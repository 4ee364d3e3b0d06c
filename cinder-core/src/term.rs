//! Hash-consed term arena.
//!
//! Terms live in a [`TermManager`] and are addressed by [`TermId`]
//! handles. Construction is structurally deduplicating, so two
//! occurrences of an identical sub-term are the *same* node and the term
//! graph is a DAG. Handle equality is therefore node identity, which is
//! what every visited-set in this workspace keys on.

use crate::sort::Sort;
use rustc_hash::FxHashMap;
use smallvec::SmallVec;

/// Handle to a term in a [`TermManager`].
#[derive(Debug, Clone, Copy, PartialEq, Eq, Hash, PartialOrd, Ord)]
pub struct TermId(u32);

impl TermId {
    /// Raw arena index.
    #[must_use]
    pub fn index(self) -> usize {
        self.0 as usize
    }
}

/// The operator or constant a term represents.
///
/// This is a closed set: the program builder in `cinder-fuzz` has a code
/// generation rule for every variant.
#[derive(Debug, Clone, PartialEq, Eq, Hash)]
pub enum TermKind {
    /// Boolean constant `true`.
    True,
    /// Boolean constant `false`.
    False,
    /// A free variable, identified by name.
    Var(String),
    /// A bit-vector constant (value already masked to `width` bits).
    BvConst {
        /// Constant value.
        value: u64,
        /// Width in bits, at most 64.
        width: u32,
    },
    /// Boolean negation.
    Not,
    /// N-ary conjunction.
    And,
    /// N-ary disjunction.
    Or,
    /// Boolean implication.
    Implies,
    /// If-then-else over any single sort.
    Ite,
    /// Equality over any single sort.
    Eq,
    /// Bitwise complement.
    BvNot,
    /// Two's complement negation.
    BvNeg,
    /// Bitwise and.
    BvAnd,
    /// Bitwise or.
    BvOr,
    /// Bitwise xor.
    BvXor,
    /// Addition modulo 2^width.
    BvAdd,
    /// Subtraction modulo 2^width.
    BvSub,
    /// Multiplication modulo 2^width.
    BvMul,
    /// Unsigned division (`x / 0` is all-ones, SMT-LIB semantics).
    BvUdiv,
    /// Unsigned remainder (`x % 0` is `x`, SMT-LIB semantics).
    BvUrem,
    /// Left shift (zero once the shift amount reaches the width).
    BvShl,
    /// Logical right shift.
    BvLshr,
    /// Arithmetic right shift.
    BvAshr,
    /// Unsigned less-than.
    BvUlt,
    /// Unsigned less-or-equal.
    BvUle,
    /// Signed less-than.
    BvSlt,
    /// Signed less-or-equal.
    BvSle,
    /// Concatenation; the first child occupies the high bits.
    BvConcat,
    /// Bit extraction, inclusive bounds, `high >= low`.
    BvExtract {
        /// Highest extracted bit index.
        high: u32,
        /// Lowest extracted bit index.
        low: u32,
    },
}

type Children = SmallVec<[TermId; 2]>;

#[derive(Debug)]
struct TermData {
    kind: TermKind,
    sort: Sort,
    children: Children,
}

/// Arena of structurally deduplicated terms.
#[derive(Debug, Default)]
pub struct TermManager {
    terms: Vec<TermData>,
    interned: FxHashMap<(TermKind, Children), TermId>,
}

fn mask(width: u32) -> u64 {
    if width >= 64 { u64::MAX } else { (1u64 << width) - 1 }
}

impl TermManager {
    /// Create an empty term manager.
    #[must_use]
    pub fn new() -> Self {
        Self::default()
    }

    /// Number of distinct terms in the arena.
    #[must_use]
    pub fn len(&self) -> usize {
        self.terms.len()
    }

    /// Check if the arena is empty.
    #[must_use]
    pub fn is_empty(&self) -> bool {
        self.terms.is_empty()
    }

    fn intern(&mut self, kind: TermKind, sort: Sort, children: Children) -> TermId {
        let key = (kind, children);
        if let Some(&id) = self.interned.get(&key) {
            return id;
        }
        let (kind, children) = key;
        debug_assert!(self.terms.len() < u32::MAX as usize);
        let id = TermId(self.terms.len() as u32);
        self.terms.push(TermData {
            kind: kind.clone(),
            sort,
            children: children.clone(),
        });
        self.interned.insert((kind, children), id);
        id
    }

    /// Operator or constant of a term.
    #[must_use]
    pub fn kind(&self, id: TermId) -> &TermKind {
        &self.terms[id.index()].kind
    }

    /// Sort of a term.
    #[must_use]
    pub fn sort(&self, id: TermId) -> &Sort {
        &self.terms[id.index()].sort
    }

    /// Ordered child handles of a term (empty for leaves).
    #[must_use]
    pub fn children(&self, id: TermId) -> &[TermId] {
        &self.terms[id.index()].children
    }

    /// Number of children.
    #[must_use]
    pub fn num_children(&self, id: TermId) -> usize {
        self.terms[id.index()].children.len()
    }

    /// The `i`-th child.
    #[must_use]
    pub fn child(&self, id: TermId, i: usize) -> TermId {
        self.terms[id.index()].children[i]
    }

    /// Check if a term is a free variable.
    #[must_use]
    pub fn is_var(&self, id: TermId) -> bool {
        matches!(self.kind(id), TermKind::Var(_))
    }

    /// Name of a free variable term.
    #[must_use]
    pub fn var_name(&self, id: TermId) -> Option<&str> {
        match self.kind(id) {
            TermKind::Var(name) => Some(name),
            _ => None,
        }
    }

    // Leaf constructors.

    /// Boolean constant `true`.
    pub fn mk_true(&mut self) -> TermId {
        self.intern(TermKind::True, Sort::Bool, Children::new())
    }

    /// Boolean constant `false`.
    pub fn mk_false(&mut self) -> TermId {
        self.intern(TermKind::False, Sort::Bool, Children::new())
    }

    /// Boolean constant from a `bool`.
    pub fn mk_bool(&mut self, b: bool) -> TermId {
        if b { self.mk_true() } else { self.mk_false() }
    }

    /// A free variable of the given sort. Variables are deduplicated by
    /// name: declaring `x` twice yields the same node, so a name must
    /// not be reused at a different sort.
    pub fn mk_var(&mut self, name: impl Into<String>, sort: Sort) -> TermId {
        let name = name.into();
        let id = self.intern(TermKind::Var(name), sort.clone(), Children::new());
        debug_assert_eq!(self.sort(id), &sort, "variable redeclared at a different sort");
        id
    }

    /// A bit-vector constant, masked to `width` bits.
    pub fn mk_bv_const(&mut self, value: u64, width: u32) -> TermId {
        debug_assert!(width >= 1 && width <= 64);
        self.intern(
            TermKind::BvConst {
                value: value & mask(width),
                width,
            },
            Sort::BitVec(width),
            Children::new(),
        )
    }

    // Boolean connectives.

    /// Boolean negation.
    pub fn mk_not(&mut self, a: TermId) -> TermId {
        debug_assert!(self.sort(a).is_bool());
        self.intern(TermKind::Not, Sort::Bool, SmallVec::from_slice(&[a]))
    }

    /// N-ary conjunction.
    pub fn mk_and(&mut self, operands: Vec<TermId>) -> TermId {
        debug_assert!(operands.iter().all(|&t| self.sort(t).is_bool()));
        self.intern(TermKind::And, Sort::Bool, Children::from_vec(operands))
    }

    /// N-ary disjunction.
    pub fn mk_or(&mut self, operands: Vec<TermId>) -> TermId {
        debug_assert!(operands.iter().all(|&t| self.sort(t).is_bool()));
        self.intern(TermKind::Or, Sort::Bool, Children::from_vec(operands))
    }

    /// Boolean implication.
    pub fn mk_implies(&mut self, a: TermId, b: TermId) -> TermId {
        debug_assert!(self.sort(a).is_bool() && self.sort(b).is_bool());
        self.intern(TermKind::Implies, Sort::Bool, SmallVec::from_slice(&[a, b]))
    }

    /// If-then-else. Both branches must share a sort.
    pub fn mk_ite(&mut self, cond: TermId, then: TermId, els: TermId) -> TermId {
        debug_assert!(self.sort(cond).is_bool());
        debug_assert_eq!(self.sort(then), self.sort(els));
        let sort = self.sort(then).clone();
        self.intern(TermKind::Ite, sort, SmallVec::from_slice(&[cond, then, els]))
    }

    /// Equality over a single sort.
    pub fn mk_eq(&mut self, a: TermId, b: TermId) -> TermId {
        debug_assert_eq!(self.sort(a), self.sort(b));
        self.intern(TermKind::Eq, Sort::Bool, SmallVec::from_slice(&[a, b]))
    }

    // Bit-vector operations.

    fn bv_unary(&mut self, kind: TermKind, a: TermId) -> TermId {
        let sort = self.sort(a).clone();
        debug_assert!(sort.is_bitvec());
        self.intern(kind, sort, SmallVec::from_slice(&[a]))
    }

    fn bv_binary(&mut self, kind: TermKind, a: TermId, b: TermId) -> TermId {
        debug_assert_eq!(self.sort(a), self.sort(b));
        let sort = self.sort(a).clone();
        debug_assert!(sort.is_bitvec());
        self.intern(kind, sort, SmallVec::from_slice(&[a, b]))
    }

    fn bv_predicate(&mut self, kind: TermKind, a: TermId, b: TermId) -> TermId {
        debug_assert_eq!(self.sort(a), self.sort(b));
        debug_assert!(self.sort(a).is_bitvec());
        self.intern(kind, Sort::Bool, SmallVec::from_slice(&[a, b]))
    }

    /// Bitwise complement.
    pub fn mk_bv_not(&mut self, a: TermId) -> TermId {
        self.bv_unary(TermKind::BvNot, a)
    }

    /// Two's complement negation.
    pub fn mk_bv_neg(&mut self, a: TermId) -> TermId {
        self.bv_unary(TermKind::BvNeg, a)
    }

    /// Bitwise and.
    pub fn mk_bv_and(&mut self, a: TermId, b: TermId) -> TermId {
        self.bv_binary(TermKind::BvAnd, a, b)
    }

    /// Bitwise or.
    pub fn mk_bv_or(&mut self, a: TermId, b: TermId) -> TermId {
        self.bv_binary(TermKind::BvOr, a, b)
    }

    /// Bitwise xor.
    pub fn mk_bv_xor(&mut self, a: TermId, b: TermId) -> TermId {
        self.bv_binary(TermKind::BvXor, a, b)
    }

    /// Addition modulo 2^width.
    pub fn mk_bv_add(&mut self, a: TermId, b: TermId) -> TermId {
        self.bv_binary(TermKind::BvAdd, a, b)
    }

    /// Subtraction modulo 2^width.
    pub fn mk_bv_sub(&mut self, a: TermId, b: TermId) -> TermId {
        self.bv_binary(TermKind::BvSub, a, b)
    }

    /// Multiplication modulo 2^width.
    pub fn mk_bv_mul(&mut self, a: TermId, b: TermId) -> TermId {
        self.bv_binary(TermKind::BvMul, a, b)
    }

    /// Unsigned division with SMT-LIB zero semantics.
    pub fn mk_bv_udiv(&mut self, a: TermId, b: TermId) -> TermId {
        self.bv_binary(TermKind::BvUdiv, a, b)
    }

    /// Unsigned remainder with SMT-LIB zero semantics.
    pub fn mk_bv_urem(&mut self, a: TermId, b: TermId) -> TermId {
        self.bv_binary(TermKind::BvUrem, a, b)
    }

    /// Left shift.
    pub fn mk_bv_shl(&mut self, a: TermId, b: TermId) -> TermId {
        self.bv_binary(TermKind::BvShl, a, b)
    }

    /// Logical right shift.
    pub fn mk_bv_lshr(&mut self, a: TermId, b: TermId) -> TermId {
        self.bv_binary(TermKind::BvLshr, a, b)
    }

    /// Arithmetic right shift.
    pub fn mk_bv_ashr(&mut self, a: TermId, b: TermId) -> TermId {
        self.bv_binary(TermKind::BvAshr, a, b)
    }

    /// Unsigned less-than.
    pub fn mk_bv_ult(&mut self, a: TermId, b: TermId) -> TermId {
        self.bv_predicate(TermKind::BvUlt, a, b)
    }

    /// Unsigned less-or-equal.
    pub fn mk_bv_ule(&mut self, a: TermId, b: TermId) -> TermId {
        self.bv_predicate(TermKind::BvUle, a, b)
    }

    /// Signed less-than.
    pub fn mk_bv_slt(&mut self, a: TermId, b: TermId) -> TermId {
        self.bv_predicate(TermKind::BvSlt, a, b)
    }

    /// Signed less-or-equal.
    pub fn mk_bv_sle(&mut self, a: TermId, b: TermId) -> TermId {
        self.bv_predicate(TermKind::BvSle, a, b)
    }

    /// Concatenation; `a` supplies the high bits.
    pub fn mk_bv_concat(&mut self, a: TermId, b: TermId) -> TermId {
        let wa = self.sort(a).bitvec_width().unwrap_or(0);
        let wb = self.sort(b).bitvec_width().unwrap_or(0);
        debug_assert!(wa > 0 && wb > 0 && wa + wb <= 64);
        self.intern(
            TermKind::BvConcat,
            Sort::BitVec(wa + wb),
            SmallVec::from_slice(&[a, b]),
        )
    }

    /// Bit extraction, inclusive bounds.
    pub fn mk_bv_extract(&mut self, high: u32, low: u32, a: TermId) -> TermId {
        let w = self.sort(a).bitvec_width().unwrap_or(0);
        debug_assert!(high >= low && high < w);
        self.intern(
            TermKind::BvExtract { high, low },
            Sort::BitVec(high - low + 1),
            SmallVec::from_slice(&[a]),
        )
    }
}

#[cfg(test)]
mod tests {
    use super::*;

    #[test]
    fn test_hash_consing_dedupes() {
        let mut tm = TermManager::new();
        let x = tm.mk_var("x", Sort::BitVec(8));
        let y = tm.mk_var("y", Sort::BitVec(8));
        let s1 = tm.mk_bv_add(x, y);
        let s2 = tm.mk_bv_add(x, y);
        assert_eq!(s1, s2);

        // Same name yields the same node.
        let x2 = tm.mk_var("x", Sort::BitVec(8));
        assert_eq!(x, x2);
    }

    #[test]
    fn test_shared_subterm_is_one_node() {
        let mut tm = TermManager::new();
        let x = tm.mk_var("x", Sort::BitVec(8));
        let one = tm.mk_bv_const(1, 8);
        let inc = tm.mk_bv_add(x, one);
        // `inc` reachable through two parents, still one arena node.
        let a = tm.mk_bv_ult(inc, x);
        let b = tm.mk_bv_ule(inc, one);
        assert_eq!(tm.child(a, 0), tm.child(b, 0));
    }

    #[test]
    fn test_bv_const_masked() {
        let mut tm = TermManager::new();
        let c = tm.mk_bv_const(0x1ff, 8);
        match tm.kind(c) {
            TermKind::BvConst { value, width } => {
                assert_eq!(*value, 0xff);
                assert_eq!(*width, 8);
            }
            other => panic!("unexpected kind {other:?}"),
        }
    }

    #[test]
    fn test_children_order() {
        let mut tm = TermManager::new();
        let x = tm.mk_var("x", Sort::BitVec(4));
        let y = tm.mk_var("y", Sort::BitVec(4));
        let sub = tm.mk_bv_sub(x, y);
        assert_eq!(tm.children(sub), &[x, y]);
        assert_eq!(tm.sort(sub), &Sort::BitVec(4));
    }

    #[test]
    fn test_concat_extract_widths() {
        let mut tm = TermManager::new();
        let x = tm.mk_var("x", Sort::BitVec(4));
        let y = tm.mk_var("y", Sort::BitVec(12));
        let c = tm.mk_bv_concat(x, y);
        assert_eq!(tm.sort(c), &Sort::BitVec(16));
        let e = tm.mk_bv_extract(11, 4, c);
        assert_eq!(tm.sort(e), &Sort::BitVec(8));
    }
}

Exercise details
Reproduce, character for character, only the lines of the preceding data that start at the line with "pub fn mk_not(&mut" and end at the line with "share a sort.", both included.

Task result
    pub fn mk_not(&mut self, a: TermId) -> TermId {
        debug_assert!(self.sort(a).is_bool());
        self.intern(TermKind::Not, Sort::Bool, SmallVec::from_slice(&[a]))
    }

    /// N-ary conjunction.
    pub fn mk_and(&mut self, operands: Vec<TermId>) -> TermId {
        debug_assert!(operands.iter().all(|&t| self.sort(t).is_bool()));
        self.intern(TermKind::And, Sort::Bool, Children::from_vec(operands))
    }

    /// N-ary disjunction.
    pub fn mk_or(&mut self, operands: Vec<TermId>) -> TermId {
        debug_assert!(operands.iter().all(|&t| self.sort(t).is_bool()));
        self.intern(TermKind::Or, Sort::Bool, Children::from_vec(operands))
    }

    /// Boolean implication.
    pub fn mk_implies(&mut self, a: TermId, b: TermId) -> TermId {
        debug_assert!(self.sort(a).is_bool() && self.sort(b).is_bool());
        self.intern(TermKind::Implies, Sort::Bool, SmallVec::from_slice(&[a, b]))
    }

    /// If-then-else. Both branches must share a sort.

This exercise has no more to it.